Quelle est la limite de rejet DCO pour les industries au Nigeria ? La limite générale de DCO pour rejet en eaux de surface est de 250 mg/L au titre du S.I. n° 35 de 2015, les annexes sectorielles resserrant les usines agroalimentaires, de boissons et pharmaceutiques à 50 mg/L et les usines textiles à 100–120 mg/L. Le chiffre exact dépend du milieu récepteur et de l'annexe sectorielle : citez toujours les deux dans la demande de permis (FMEnv, 2015).

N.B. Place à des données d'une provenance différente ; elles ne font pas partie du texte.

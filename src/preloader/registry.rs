// Crossfade preloader animation registry
//
// UI components register their reveal animations on mount and unregister on
// unmount. Registration hands back a token; removal is by token, so two
// components registering the same closure can't unregister each other.

use std::sync::atomic::{AtomicU64, Ordering};
use std::sync::{Arc, Mutex};
use std::time::Duration;

use serde::{Deserialize, Serialize};

/// Scroll-position condition gating whether an animation fires
#[derive(Debug, Clone, Copy, PartialEq, Eq, Serialize, Deserialize)]
#[serde(rename_all = "snake_case")]
pub enum RunCondition {
    /// Only when the page loads scrolled to the top
    AtTop,
    /// Only when the page loads scrolled away from the top
    Scrolled,
}

/// Shared side-effecting animation callback
pub type AnimationCallback = Arc<dyn Fn() + Send + Sync>;

/// A registered preloader animation
#[derive(Clone)]
pub struct AnimationSpec {
    pub callback: AnimationCallback,
    /// Declared play time; the preloader waits for the longest of these
    pub duration: Duration,
    /// Critical animations always play, even when registered after the
    /// load sequence already finished
    pub critical: bool,
    /// None means the animation fires regardless of scroll position
    pub only: Option<RunCondition>,
}

impl AnimationSpec {
    pub fn new(callback: impl Fn() + Send + Sync + 'static, duration: Duration) -> Self {
        Self {
            callback: Arc::new(callback),
            duration,
            critical: false,
            only: None,
        }
    }

    pub fn with_critical(mut self, critical: bool) -> Self {
        self.critical = critical;
        self
    }

    pub fn with_condition(mut self, only: RunCondition) -> Self {
        self.only = Some(only);
        self
    }

    /// Whether this animation fires for the given scroll position.
    pub fn eligible(&self, at_top: bool) -> bool {
        match self.only {
            None => true,
            Some(RunCondition::AtTop) => at_top,
            Some(RunCondition::Scrolled) => !at_top,
        }
    }
}

/// Handle returned on registration; unregisters the animation when passed
/// back.
#[derive(Debug, Clone, Copy, PartialEq, Eq, Hash)]
pub struct AnimationToken(u64);

/// Ordered store of registered preloader animations
pub struct AnimationRegistry {
    entries: Mutex<Vec<(AnimationToken, AnimationSpec)>>,
    next_id: AtomicU64,
}

impl AnimationRegistry {
    pub fn new() -> Self {
        Self {
            entries: Mutex::new(Vec::new()),
            next_id: AtomicU64::new(1),
        }
    }

    pub fn register(&self, spec: AnimationSpec) -> AnimationToken {
        let token = AnimationToken(self.next_id.fetch_add(1, Ordering::Relaxed));
        self.entries.lock().unwrap().push((token, spec));
        token
    }

    /// Remove by token. Returns false if already removed.
    pub fn unregister(&self, token: AnimationToken) -> bool {
        let mut entries = self.entries.lock().unwrap();
        let before = entries.len();
        entries.retain(|(registered, _)| *registered != token);
        entries.len() != before
    }

    /// Snapshot of the animations eligible for this scroll position,
    /// in registration order.
    pub fn eligible(&self, at_top: bool) -> Vec<AnimationSpec> {
        self.entries
            .lock()
            .unwrap()
            .iter()
            .filter(|(_, spec)| spec.eligible(at_top))
            .map(|(_, spec)| spec.clone())
            .collect()
    }

    /// True when nothing is registered or every animation declares zero
    /// duration (the load sequence has nothing to hold for).
    pub fn is_trivial(&self) -> bool {
        self.entries
            .lock()
            .unwrap()
            .iter()
            .all(|(_, spec)| spec.duration.is_zero())
    }

    pub fn len(&self) -> usize {
        self.entries.lock().unwrap().len()
    }

    pub fn is_empty(&self) -> bool {
        self.entries.lock().unwrap().is_empty()
    }
}

impl Default for AnimationRegistry {
    fn default() -> Self {
        Self::new()
    }
}

/// Longest declared duration in a set of animations.
pub fn longest_duration(specs: &[AnimationSpec]) -> Duration {
    specs
        .iter()
        .map(|spec| spec.duration)
        .max()
        .unwrap_or(Duration::ZERO)
}
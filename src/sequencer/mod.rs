// Crossfade Sequencer facade
//
// One explicit instance owning the bus, the tracker, the preloader and the
// orchestrator, wired to host-supplied collaborators at construction. No
// process-wide state: independent instances (tests, embedded previews)
// cannot leak into each other.

use std::future::Future;
use std::sync::Arc;

use url::Url;

use crate::config::SequencerConfig;
use crate::error::SequencerResult;
use crate::events::{Channel, EventBus, Payload, SubscriptionToken};
use crate::host::{Router, ScrollEngine};
use crate::preloader::{AnimationSpec, AnimationToken, Phase, Preloader};
use crate::scroll::ScrollPositions;
use crate::tracking::PromiseTracker;
use crate::transitions::{
    NavigationOutcome, NavigationRequest, TransitionHandlers, TransitionOrchestrator,
    TransitionToken,
};

/// The page load & transition sequencer.
///
/// Construct one per browsing session with the host's router and scroll
/// engine, then drive it with [`start`](Self::start) once and
/// [`request_navigation`](Self::request_navigation) per link activation.
pub struct Sequencer {
    bus: Arc<EventBus>,
    tracker: Arc<PromiseTracker>,
    positions: Arc<ScrollPositions>,
    preloader: Arc<Preloader>,
    orchestrator: Arc<TransitionOrchestrator>,
    scroll: Arc<dyn ScrollEngine>,
}

impl Sequencer {
    pub fn new(
        config: SequencerConfig,
        router: Arc<dyn Router>,
        scroll: Arc<dyn ScrollEngine>,
        initial_url: &str,
    ) -> SequencerResult<Self> {
        let url = Url::parse(initial_url)?;
        let bus = Arc::new(EventBus::new());
        let tracker = Arc::new(PromiseTracker::new());
        let positions = Arc::new(ScrollPositions::new());
        let preloader = Arc::new(Preloader::new(
            config.clone(),
            Arc::clone(&bus),
            Arc::clone(&tracker),
        ));
        let orchestrator = Arc::new(TransitionOrchestrator::new(
            config,
            Arc::clone(&bus),
            Arc::clone(&tracker),
            router,
            Arc::clone(&scroll),
            Arc::clone(&positions),
            Arc::clone(&preloader),
            url,
        ));

        Ok(Self {
            bus,
            tracker,
            positions,
            preloader,
            orchestrator,
            scroll,
        })
    }

    /// Drive the initial load sequence to completion.
    ///
    /// `document_ready` is the host's readiness signal; rejection is treated
    /// as ready. The entry URL's fragment, if any, is resolved as the
    /// initial scroll anchor.
    pub async fn start(
        &self,
        document_ready: impl Future<Output = SequencerResult<()>> + Send + 'static,
    ) {
        let anchor = self
            .orchestrator
            .current_url()
            .fragment()
            .map(str::to_string);
        self.preloader
            .run(document_ready, Arc::clone(&self.scroll), anchor)
            .await;
    }

    /// Current initial-load phase.
    pub fn phase(&self) -> Phase {
        self.preloader.phase()
    }

    /// Register an animation to play when the page first becomes ready.
    ///
    /// Returns None after the load finished (a critical animation plays
    /// immediately in that case).
    pub fn register_preloader_animation(&self, spec: AnimationSpec) -> Option<AnimationToken> {
        self.preloader.register_animation(spec)
    }

    pub fn unregister_preloader_animation(&self, token: AnimationToken) -> bool {
        self.preloader.unregister_animation(token)
    }

    /// Contribute enter/exit handlers to a named page transition.
    pub fn register_page_transition(
        &self,
        name: &str,
        handlers: TransitionHandlers,
    ) -> TransitionToken {
        self.orchestrator.registry().register(name, handlers)
    }

    pub fn unregister_page_transition(&self, token: TransitionToken) -> bool {
        self.orchestrator.registry().unregister(token)
    }

    /// Handle a navigation request from a link or button component.
    pub async fn request_navigation(
        &self,
        request: NavigationRequest,
    ) -> SequencerResult<NavigationOutcome> {
        self.orchestrator.request_navigation(request).await
    }

    /// Register async work that must settle before the page counts as ready.
    pub fn track_promise(&self, future: impl Future<Output = ()> + Send + 'static) {
        self.tracker.track(future);
    }

    /// Record the viewport offset for the current page (fed by the host's
    /// scroll listener; consulted on back/forward navigations).
    pub fn note_scroll_position(&self, offset: f64) {
        let path = self.orchestrator.current_url().path().to_string();
        self.positions.record(&path, offset);
    }

    /// Subscribe to a lifecycle channel.
    pub fn on(
        &self,
        channel: Channel,
        handler: impl Fn(&Payload) + Send + Sync + 'static,
    ) -> SubscriptionToken {
        self.bus.on(channel, handler)
    }

    /// Remove a lifecycle subscription.
    pub fn off(&self, token: SubscriptionToken) -> bool {
        self.bus.off(token)
    }
}

#[cfg(test)]
#[path = "unit/scenario_tests.rs"]
mod scenario_tests;
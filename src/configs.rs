//! Manual parser overrides.
//!
//! Curators register exact input strings whose parse result is known (or
//! known to be pathological); the harness consults these maps before any job
//! is submitted. Reads and writes are atomic per entry: concurrent readers
//! see either the old or the new value, and the last write wins.

use std::collections::HashMap;
use std::sync::RwLock;

use crate::parsed_name::{ParsedAuthorship, ParsedName};

#[derive(Debug, Default)]
pub struct ParserConfigs {
    names: RwLock<HashMap<String, ParsedName>>,
    authorships: RwLock<HashMap<String, ParsedAuthorship>>,
}

impl ParserConfigs {
    pub fn new() -> Self {
        ParserConfigs::default()
    }

    /// The override for a full name, if one is registered.
    pub fn for_name(&self, name: &str) -> Option<ParsedName> {
        self.names.read().unwrap().get(name).cloned()
    }

    /// The override for an authorship, if one is registered.
    pub fn for_authorship(&self, authorship: &str) -> Option<ParsedAuthorship> {
        self.authorships.read().unwrap().get(authorship).cloned()
    }

    pub fn set_name(&self, name: impl Into<String>, parsed: ParsedName) {
        self.names.write().unwrap().insert(name.into(), parsed);
    }

    pub fn set_authorship(&self, authorship: impl Into<String>, parsed: ParsedAuthorship) {
        self.authorships.write().unwrap().insert(authorship.into(), parsed);
    }

    pub fn delete_name(&self, name: &str) -> Option<ParsedName> {
        self.names.write().unwrap().remove(name)
    }

    pub fn delete_authorship(&self, authorship: &str) -> Option<ParsedAuthorship> {
        self.authorships.write().unwrap().remove(authorship)
    }
}

#[cfg(test)]
mod tests {
    use super::*;
    use crate::rank::Rank;

    #[test]
    fn name_overrides_roundtrip() {
        let configs = ParserConfigs::new();
        assert!(configs.for_name("Abies alba").is_none());

        let mut pn = ParsedName::new();
        pn.genus = Some("Abies".into());
        pn.specific_epithet = Some("alba".into());
        pn.rank = Rank::Species;
        configs.set_name("Abies alba", pn.clone());

        assert_eq!(configs.for_name("Abies alba"), Some(pn));
        assert!(configs.delete_name("Abies alba").is_some());
        assert!(configs.for_name("Abies alba").is_none());
    }

    #[test]
    fn last_write_wins() {
        let configs = ParserConfigs::new();
        let mut first = ParsedName::new();
        first.uninomial = Some("Abies".into());
        let mut second = ParsedName::new();
        second.uninomial = Some("Picea".into());

        configs.set_name("x", first);
        configs.set_name("x", second.clone());
        assert_eq!(configs.for_name("x"), Some(second));
    }
}
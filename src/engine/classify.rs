//! Input pre-classification.
//!
//! Scans the (pre-cleaned, not yet fully normalised) input for shapes that
//! can never become a single parsed name: viruses, OTU identifiers, hybrid
//! formulas and placeholders. Runs before the expensive pattern and again as
//! the best-guess classifier when the pattern finds no match.
//!
//! The scan is heuristic on purpose: false negatives fall through to the
//! top-level pattern, which still has to match in full.

use crate::parsed_name::NameType;
use crate::vocab;

/// Virus-ish vocabulary: virus names are detected and reported, never parsed.
fn is_virus(name: &str) -> bool {
    regex!(r"(?i)\b(?:[a-z]*virus(?:es)?|viroids?|[a-z]*phages?|prions?|satellites?|ictv|npv|[a-z]+virales)\b")
        .is_match(name)
}

/// OTU identifiers: BOLD BINs and UNITE species hypotheses.
fn is_otu(name: &str) -> bool {
    regex!(r"(?i)^(?:BOLD:[0-9A-Z]{7}|SH[0-9]{6,9}\.[0-9]{2}FU)$").is_match(name.trim())
}

/// A hybrid formula joins two parent names with a hybrid sign. A sign in
/// front of a single epithet is a notho marker instead and stays parsable.
fn is_hybrid_formula(name: &str) -> bool {
    let sign = regex!(r" [×xX] |\s×");
    let mut count = 0;
    for m in sign.find_iter(name) {
        count += 1;
        if count > 1 {
            return true;
        }
        let left_tokens = name[..m.start()].split_whitespace().count();
        let right = name[m.end()..].trim_start_matches(['×', ' ']);
        let right_capitalised = right.chars().next().map(|c| c.is_uppercase()).unwrap_or(false);
        if right_capitalised && left_tokens >= 1 {
            // A second capitalised name follows the sign.
            return true;
        }
        if left_tokens >= 2 {
            // Shorthand formula: full binomial × epithet.
            return true;
        }
    }
    false
}

/// Detect shapes that are unparsable by construction. Returns the name type
/// to report.
pub(crate) fn detect_unparsable(name: &str) -> Option<NameType> {
    if is_otu(name) {
        Some(NameType::Otu)
    } else if is_virus(name) {
        Some(NameType::Virus)
    } else if is_hybrid_formula(name) {
        Some(NameType::HybridFormula)
    } else if vocab::is_placeholder(name) {
        Some(NameType::Placeholder)
    } else {
        None
    }
}

/// Best-guess classification of an input the top-level pattern rejected.
pub(crate) fn classify_failure(name: &str) -> NameType {
    if let Some(name_type) = detect_unparsable(name) {
        return name_type;
    }
    let trimmed = name.trim();
    if trimmed.starts_with('?') || vocab::is_placeholder(trimmed) {
        return NameType::Placeholder;
    }
    if regex!(r"(?i)\b(?:cf|aff|nr|indet|sp|spec|ssp)\b\.?").is_match(trimmed) {
        return NameType::Informal;
    }
    NameType::NoName
}

#[cfg(test)]
mod tests {
    use super::*;

    #[test]
    fn viruses() {
        assert_eq!(detect_unparsable("Tobacco mosaic virus"), Some(NameType::Virus));
        assert_eq!(detect_unparsable("Vesicular stomatitis Indiana virus"), Some(NameType::Virus));
        assert_eq!(detect_unparsable("Enterobacteria phage T4"), Some(NameType::Virus));
        assert_eq!(detect_unparsable("Abies alba"), None);
    }

    #[test]
    fn otus() {
        assert_eq!(detect_unparsable("BOLD:AAX3687"), Some(NameType::Otu));
        assert_eq!(detect_unparsable("SH1234567.09FU"), Some(NameType::Otu));
        assert_eq!(detect_unparsable("sh1234567.09fu"), Some(NameType::Otu));
        assert_eq!(detect_unparsable("BOLD:123"), None);
    }

    #[test]
    fn hybrid_formulas() {
        assert_eq!(detect_unparsable("Pinus alba × Abies picea Mill."), Some(NameType::HybridFormula));
        assert_eq!(detect_unparsable("Asplenium rhizophyllum × ruta-muraria"), Some(NameType::HybridFormula));
        assert_eq!(detect_unparsable("Pinus alba x Abies picea"), Some(NameType::HybridFormula));
        // A notho marker is not a formula.
        assert_eq!(detect_unparsable("Abies × alba"), None);
        assert_eq!(detect_unparsable("×Abies alba"), None);
    }

    #[test]
    fn placeholders() {
        assert_eq!(detect_unparsable("incertae sedis"), Some(NameType::Placeholder));
        assert_eq!(detect_unparsable("unknown"), Some(NameType::Placeholder));
        assert_eq!(classify_failure("?"), NameType::Placeholder);
    }

    #[test]
    fn failure_fallbacks() {
        assert_eq!(classify_failure("a a a a a a"), NameType::NoName);
        assert_eq!(classify_failure("crab cf. something"), NameType::Informal);
    }
}
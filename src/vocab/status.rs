//! Nomenclatural status vocabulary and code markers.

use crate::parsed_name::NomCode;

/// Latin status epithet stems that follow `nom.`, `comb.`, `gen.`, `sp.` or
/// `stat.` in a status phrase, e.g. `nom. nud.`, `comb. nov.`, `nom. illeg.`
/// Stems are matched with an optional trailing dot and optional Latin
/// inflection, so `nudum`, `nud.` and `nud` all resolve.
pub(crate) static NOM_STATUS_STEMS: &[&str] = &[
    "ambig",
    "altern",
    "alter",
    "alt",
    "confus",
    "conserv",
    "cons",
    "correct",
    "dubium",
    "dub",
    "herb",
    "illegitimum",
    "illeg",
    "invalid",
    "inval",
    "legit",
    "negatum",
    "neg",
    "novum",
    "nov",
    "nudum",
    "nud",
    "oblitum",
    "obl",
    "obrutum",
    "obr",
    "praeoccup",
    "protectum",
    "prot",
    "provisorium",
    "prov",
    "rejiciendum",
    "rejic",
    "rej",
    "superfluum",
    "superfl",
    "transf",
    "utique",
];

/// Resolve an explicit nomenclatural code marker found in a name string.
pub(crate) fn code_of_marker(marker: &str) -> Option<NomCode> {
    match marker.trim().trim_matches(|c| matches!(c, '[' | ']' | '(' | ')')).to_uppercase().as_str() {
        "ICN" | "ICBN" | "ICNAFP" => Some(NomCode::Botanical),
        "ICZN" => Some(NomCode::Zoological),
        "ICNB" | "ICNP" => Some(NomCode::Bacterial),
        "ICNCP" => Some(NomCode::Cultivars),
        "ICTV" => Some(NomCode::Virus),
        _ => None,
    }
}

Quelle est la limite spéciale de DCO au Nigeria ? La « limite spéciale » s'applique au rejet au sol ou pour irrigation, où la DCO ne doit pas dépasser 50 mg/L et la DBO₅ 30 mg/L, car les colonnes de sol et les aquifères peu profonds n'ont plus de capacité de polissage (S.I. n° 35 de 2015, annexe II).
Quelle agence nigériane applique les limites de DCO ? La NESREA applique les limites de DCO via la loi FMEnv 2007 et le S.I. n° 35 de 2015, avec pouvoir d'inspection, amendes administratives quotidiennes à partir de 250 000 NGN, et pouvoirs de fermeture au titre de l'article 8 pour les récidivistes (bulletins d'application NESREA, 2024-11 et 2025-08).
Quel équipement atteint de façon fiable 50 mg/L de DCO pour une usine nigériane ? Une filière à base de MBR (DAF → homogénéisation → A/O → MBR) est la configuration standard qui ramène un effluent brut de 2 000–6 000 mg/L sous 50 mg/L, un étage RO étant ajouté lorsque la réutilisation est requise (données de terrain Zhongsheng, 2025-12).
Comment les limites de DCO nigérianes se comparent-elles à celles de l'Afrique du Sud et de l'UE ? La « limite spéciale » nigériane de 50 mg/L égale la sévérité sud-africaine de 75 mg/L et est plus stricte que le socle de 125 mg/L DCO de la directive européenne sur les émissions industrielles, elle-même appliquée sous des BREF sectoriels plus serrés (données comparatives régionales d'effluents, 2025-06).